INDIANAPOLIS — There may be no position more polarizing and enticing than wide receiver. It is notoriously difficult to evaluate, but the 2020 wide receiver draft class is one which has been touted as tremendous, and the 49ers will at the very least, have a chance to draft one of those wide receivers (likely outside of that elite trio of Henry Ruggs III, Jerry Jeudy and CeeDee Lamb, and maybe including Colorado’s Laviska Shenault).

There are plenty of reasons to believe the 49ers won’t draft a wide receiver, which we’ll explore in more depth later this week, but for the purposes of this, let’s assume the 49ers are in the market for a wide receiver, either with that 31st overall pick, or if they trade down to the second or third round. Trading up isn’t out of the question, but doesn’t seem overwhelmingly likely at this juncture.

Below are 10 wide receivers that the 49ers should be keeping tags on at the Combine. (Note: Projected draft position comes from four mock drafts from NFL.com’s Chad Reuter, Bleacher Report’s Matt Miller and The Draft Network’s Joe Marino):

Laviska Shenault Jr. – Colorado

Height: 6’0 5/8″

Weight: 227 pounds

Wingspan: 76 1/4″

Hand size: 9″

Projected draft position: (Reuter: Round 2, pick 33, Bengals; Miller: Round 2, pick 33, Bengals; Marino: Round 1, Pick 23, Patriots)

Best college season (sophomore year): 86 receptions, 1,011 yards, 6 TDs

Pros: Excels at creating space for himself past the line of scrimmage and shows the capacity to run very crisp routes. He breaks off the top of routes with sharpness and can create space with physicality often without being flagged. Has a very good, thick frame, and can deal with press coverage well if he mixes up his approaches. Was used in a variety of ways effectively much like Deebo Samuel. Has solid hands and can use his body to make contested catches.

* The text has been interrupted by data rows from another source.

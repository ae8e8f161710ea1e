//! In-memory backend for dry-run mode and tests.
//!
//! Mirrors the behaviour the site relies on from the hosted backend:
//! password sign-in with expiring access tokens, newest-first selects,
//! return-the-updated-row patches, and the unique constraint on subscriber
//! emails (reported with the same `23505` code).

use async_trait::async_trait;
use chrono::{DateTime, Duration, Utc};
use reqwest::StatusCode;
use std::collections::HashMap;
use std::sync::atomic::{AtomicBool, AtomicU64, AtomicUsize, Ordering};
use tokio::sync::RwLock;
use tracing::info;

use super::error::{BackendError, Result, UNIQUE_VIOLATION};
use super::{AuthSession, AuthUser, Backend};
use crate::models::{ContactMessage, NewContactMessage, NewSubscriber, NewsletterSubscriber};

/// Lifetime of issued access tokens
const ACCESS_TOKEN_TTL_SECS: i64 = 3600;

#[derive(Debug, Clone)]
struct Account {
    user: AuthUser,
    password: String,
}

#[derive(Debug, Clone)]
struct IssuedToken {
    user: AuthUser,
    expires_at: DateTime<Utc>,
}

/// A stored row plus its insertion sequence (tie-breaker for equal timestamps)
#[derive(Debug, Clone)]
struct Stored<T> {
    seq: u64,
    row: T,
}

#[derive(Debug, Default)]
struct Tables {
    messages: Vec<Stored<ContactMessage>>,
    subscribers: Vec<Stored<NewsletterSubscriber>>,
}

#[derive(Debug, Default)]
struct Auth {
    accounts: HashMap<String, Account>,
    access_tokens: HashMap<String, IssuedToken>,
    /// refresh token -> email
    refresh_tokens: HashMap<String, String>,
}

/// Backend that keeps everything in process memory.
#[derive(Debug, Default)]
pub struct InMemoryBackend {
    tables: RwLock<Tables>,
    auth: RwLock<Auth>,
    seq: AtomicU64,
    /// Number of select queries served (both tables)
    select_count: AtomicUsize,
    /// When set, every table call fails as if the backend were down
    unavailable: AtomicBool,
}

impl InMemoryBackend {
    pub fn new() -> Self {
        Self::default()
    }

    /// Backend with one operator account, used by `serve --dry-run`.
    pub async fn with_operator(email: &str, password: &str) -> Self {
        let backend = Self::new();
        backend.add_user(email, password).await;
        info!("DRY-RUN: in-memory backend with operator account '{}'", email);
        backend
    }

    /// Register an account that can sign in.
    pub async fn add_user(&self, email: &str, password: &str) {
        let mut auth = self.auth.write().await;
        auth.accounts.insert(
            email.to_lowercase(),
            Account {
                user: AuthUser {
                    id: uuid::Uuid::new_v4().to_string(),
                    email: Some(email.to_string()),
                },
                password: password.to_string(),
            },
        );
    }

    /// Store a message row as-is (seeding).
    pub async fn seed_message(&self, message: ContactMessage) {
        let seq = self.next_seq();
        self.tables.write().await.messages.push(Stored { seq, row: message });
    }

    /// Store a subscriber row as-is (seeding).
    pub async fn seed_subscriber(&self, subscriber: NewsletterSubscriber) {
        let seq = self.next_seq();
        self.tables
            .write()
            .await
            .subscribers
            .push(Stored { seq, row: subscriber });
    }

    /// Number of select queries served so far.
    pub fn select_count(&self) -> usize {
        self.select_count.load(Ordering::SeqCst)
    }

    /// Simulate an outage of the table API.
    pub fn set_unavailable(&self, unavailable: bool) {
        self.unavailable.store(unavailable, Ordering::SeqCst);
    }

    /// Force an issued access token to expire now.
    pub async fn expire_access_token(&self, access_token: &str) {
        if let Some(token) = self.auth.write().await.access_tokens.get_mut(access_token) {
            token.expires_at = Utc::now() - Duration::seconds(1);
        }
    }

    /// Snapshot of stored messages, newest first.
    pub async fn messages(&self) -> Vec<ContactMessage> {
        let tables = self.tables.read().await;
        newest_first(&tables.messages, |m| &m.created_at)
    }

    /// Snapshot of stored subscribers, newest first.
    pub async fn subscribers(&self) -> Vec<NewsletterSubscriber> {
        let tables = self.tables.read().await;
        newest_first(&tables.subscribers, |s| &s.created_at)
    }

    fn next_seq(&self) -> u64 {
        self.seq.fetch_add(1, Ordering::SeqCst)
    }

    fn check_available(&self) -> Result<()> {
        if self.unavailable.load(Ordering::SeqCst) {
            return Err(BackendError::Api {
                status: StatusCode::SERVICE_UNAVAILABLE,
                code: None,
                message: "Backend unavailable".to_string(),
            });
        }
        Ok(())
    }

    /// Validate an access token the way the table API's RLS would.
    async fn authorize(&self, access_token: &str) -> Result<AuthUser> {
        let auth = self.auth.read().await;
        match auth.access_tokens.get(access_token) {
            Some(token) if token.expires_at > Utc::now() => Ok(token.user.clone()),
            _ => Err(BackendError::Unauthorized),
        }
    }

    async fn issue_session(&self, email: &str, user: AuthUser) -> AuthSession {
        let access_token = uuid::Uuid::new_v4().to_string();
        let refresh_token = uuid::Uuid::new_v4().to_string();
        let expires_at = Utc::now() + Duration::seconds(ACCESS_TOKEN_TTL_SECS);

        let mut auth = self.auth.write().await;
        auth.access_tokens.insert(
            access_token.clone(),
            IssuedToken {
                user: user.clone(),
                expires_at,
            },
        );
        auth.refresh_tokens
            .insert(refresh_token.clone(), email.to_lowercase());

        AuthSession {
            access_token,
            refresh_token,
            expires_at,
            user,
        }
    }
}

/// Rows sorted by `created_at` descending, later inserts first on ties.
fn newest_first<T: Clone>(rows: &[Stored<T>], created_at: impl Fn(&T) -> &str) -> Vec<T> {
    let mut sorted: Vec<&Stored<T>> = rows.iter().collect();
    sorted.sort_by(|a, b| {
        let ta = DateTime::parse_from_rfc3339(created_at(&a.row)).ok();
        let tb = DateTime::parse_from_rfc3339(created_at(&b.row)).ok();
        tb.cmp(&ta).then(b.seq.cmp(&a.seq))
    });
    sorted.into_iter().map(|s| s.row.clone()).collect()
}

fn now_timestamp() -> String {
    Utc::now().to_rfc3339_opts(chrono::SecondsFormat::Micros, false)
}

#[async_trait]
impl Backend for InMemoryBackend {
    async fn sign_in_with_password(&self, email: &str, password: &str) -> Result<AuthSession> {
        let account = {
            let auth = self.auth.read().await;
            auth.accounts.get(&email.to_lowercase()).cloned()
        };

        match account {
            Some(account) if account.password == password => {
                Ok(self.issue_session(email, account.user).await)
            }
            _ => Err(BackendError::Auth("Invalid login credentials".to_string())),
        }
    }

    async fn refresh_session(&self, refresh_token: &str) -> Result<AuthSession> {
        let (email, account) = {
            let mut auth = self.auth.write().await;
            // Refresh tokens are single-use
            let email = auth
                .refresh_tokens
                .remove(refresh_token)
                .ok_or_else(|| BackendError::Auth("Invalid Refresh Token".to_string()))?;
            let account = auth
                .accounts
                .get(&email)
                .cloned()
                .ok_or_else(|| BackendError::Auth("User not found".to_string()))?;
            (email, account)
        };
        Ok(self.issue_session(&email, account.user).await)
    }

    async fn get_user(&self, access_token: &str) -> Result<AuthUser> {
        self.authorize(access_token).await
    }

    async fn sign_out(&self, access_token: &str) -> Result<()> {
        let mut auth = self.auth.write().await;
        if let Some(token) = auth.access_tokens.remove(access_token) {
            // Revoke every refresh token of that user as well
            let email = token.user.email.unwrap_or_default().to_lowercase();
            auth.refresh_tokens.retain(|_, e| *e != email);
        }
        Ok(())
    }

    async fn list_messages(&self, access_token: &str) -> Result<Vec<ContactMessage>> {
        self.check_available()?;
        self.authorize(access_token).await?;
        self.select_count.fetch_add(1, Ordering::SeqCst);
        Ok(self.messages().await)
    }

    async fn list_subscribers(&self, access_token: &str) -> Result<Vec<NewsletterSubscriber>> {
        self.check_available()?;
        self.authorize(access_token).await?;
        self.select_count.fetch_add(1, Ordering::SeqCst);
        Ok(self.subscribers().await)
    }

    async fn mark_message_read(
        &self,
        access_token: &str,
        id: &str,
    ) -> Result<Option<ContactMessage>> {
        self.check_available()?;
        self.authorize(access_token).await?;
        let mut tables = self.tables.write().await;
        Ok(tables
            .messages
            .iter_mut()
            .find(|s| s.row.id == id)
            .map(|s| {
                s.row.read = true;
                s.row.clone()
            }))
    }

    async fn delete_message(&self, access_token: &str, id: &str) -> Result<()> {
        self.check_available()?;
        self.authorize(access_token).await?;
        self.tables.write().await.messages.retain(|s| s.row.id != id);
        Ok(())
    }

    async fn delete_subscriber(&self, access_token: &str, id: &str) -> Result<()> {
        self.check_available()?;
        self.authorize(access_token).await?;
        self.tables
            .write()
            .await
            .subscribers
            .retain(|s| s.row.id != id);
        Ok(())
    }

    async fn insert_message(&self, message: &NewContactMessage) -> Result<()> {
        self.check_available()?;
        let row = ContactMessage {
            id: uuid::Uuid::new_v4().to_string(),
            name: message.name.clone(),
            email: message.email.clone(),
            company: message.company.clone(),
            message: message.message.clone(),
            created_at: now_timestamp(),
            read: false,
        };
        self.seed_message(row).await;
        Ok(())
    }

    async fn insert_subscriber(&self, subscriber: &NewSubscriber) -> Result<()> {
        self.check_available()?;
        let seq = self.next_seq();
        let mut tables = self.tables.write().await;
        if tables
            .subscribers
            .iter()
            .any(|s| s.row.email == subscriber.email)
        {
            return Err(BackendError::Api {
                status: StatusCode::CONFLICT,
                code: Some(UNIQUE_VIOLATION.to_string()),
                message: "duplicate key value violates unique constraint \"newsletter_subscribers_email_key\""
                    .to_string(),
            });
        }
        tables.subscribers.push(Stored {
            seq,
            row: NewsletterSubscriber {
                id: uuid::Uuid::new_v4().to_string(),
                email: subscriber.email.clone(),
                created_at: now_timestamp(),
            },
        });
        Ok(())
    }
}

#[cfg(test)]
mod tests {
    use super::*;

    fn subscriber(id: &str, email: &str, created_at: &str) -> NewsletterSubscriber {
        NewsletterSubscriber {
            id: id.to_string(),
            email: email.to_string(),
            created_at: created_at.to_string(),
        }
    }

    #[tokio::test]
    async fn test_sign_in() {
        let backend = InMemoryBackend::with_operator("admin@example.com", "hunter2").await;

        let err = backend
            .sign_in_with_password("admin@example.com", "wrong")
            .await
            .unwrap_err();
        assert_eq!(err.to_string(), "Invalid login credentials");

        let session = backend
            .sign_in_with_password("Admin@Example.com", "hunter2")
            .await
            .unwrap();
        let user = backend.get_user(&session.access_token).await.unwrap();
        assert_eq!(user, session.user);
    }

    #[tokio::test]
    async fn test_selects_require_valid_token() {
        let backend = InMemoryBackend::new();
        assert!(matches!(
            backend.list_messages("nope").await,
            Err(BackendError::Unauthorized)
        ));
        assert_eq!(backend.select_count(), 0);
    }

    #[tokio::test]
    async fn test_refresh_rotates_tokens() {
        let backend = InMemoryBackend::with_operator("admin@example.com", "pw").await;
        let session = backend
            .sign_in_with_password("admin@example.com", "pw")
            .await
            .unwrap();
        backend.expire_access_token(&session.access_token).await;
        assert!(backend.get_user(&session.access_token).await.is_err());

        let refreshed = backend.refresh_session(&session.refresh_token).await.unwrap();
        assert!(backend.get_user(&refreshed.access_token).await.is_ok());

        // Single-use
        assert!(backend.refresh_session(&session.refresh_token).await.is_err());
    }

    #[tokio::test]
    async fn test_subscribers_newest_first() {
        let backend = InMemoryBackend::new();
        backend
            .seed_subscriber(subscriber("1", "old@x.com", "2024-01-01T00:00:00Z"))
            .await;
        backend
            .seed_subscriber(subscriber("2", "new@x.com", "2025-01-01T00:00:00Z"))
            .await;
        backend
            .seed_subscriber(subscriber("3", "mid@x.com", "2024-06-01T00:00:00+00:00"))
            .await;

        let ids: Vec<String> = backend.subscribers().await.into_iter().map(|s| s.id).collect();
        assert_eq!(ids, vec!["2", "3", "1"]);
    }

    #[tokio::test]
    async fn test_duplicate_subscriber_is_unique_violation() {
        let backend = InMemoryBackend::new();
        let sub = NewSubscriber {
            email: "a@x.com".to_string(),
        };
        backend.insert_subscriber(&sub).await.unwrap();
        let err = backend.insert_subscriber(&sub).await.unwrap_err();
        assert!(err.is_unique_violation());
        assert_eq!(backend.subscribers().await.len(), 1);
    }
}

Cons: He has room for improvement as a route runner especially with in-breaking, non-vertical routes. Not always the most willing blocker or assertive in breaking out of his routes despite ability to do both well.

Brandon Aiyuk – Arizona State

Height: 5’11 5/8″

Weight: 208 pounds

Wingspan: 80″

Hand size: 9 3/4″

Projected draft position: (Reuter: Round 1, Pick 24, Saints; Miller: Round 2, Pick 40: Cardinals; Marino: Round 1, Pick 30, Packers)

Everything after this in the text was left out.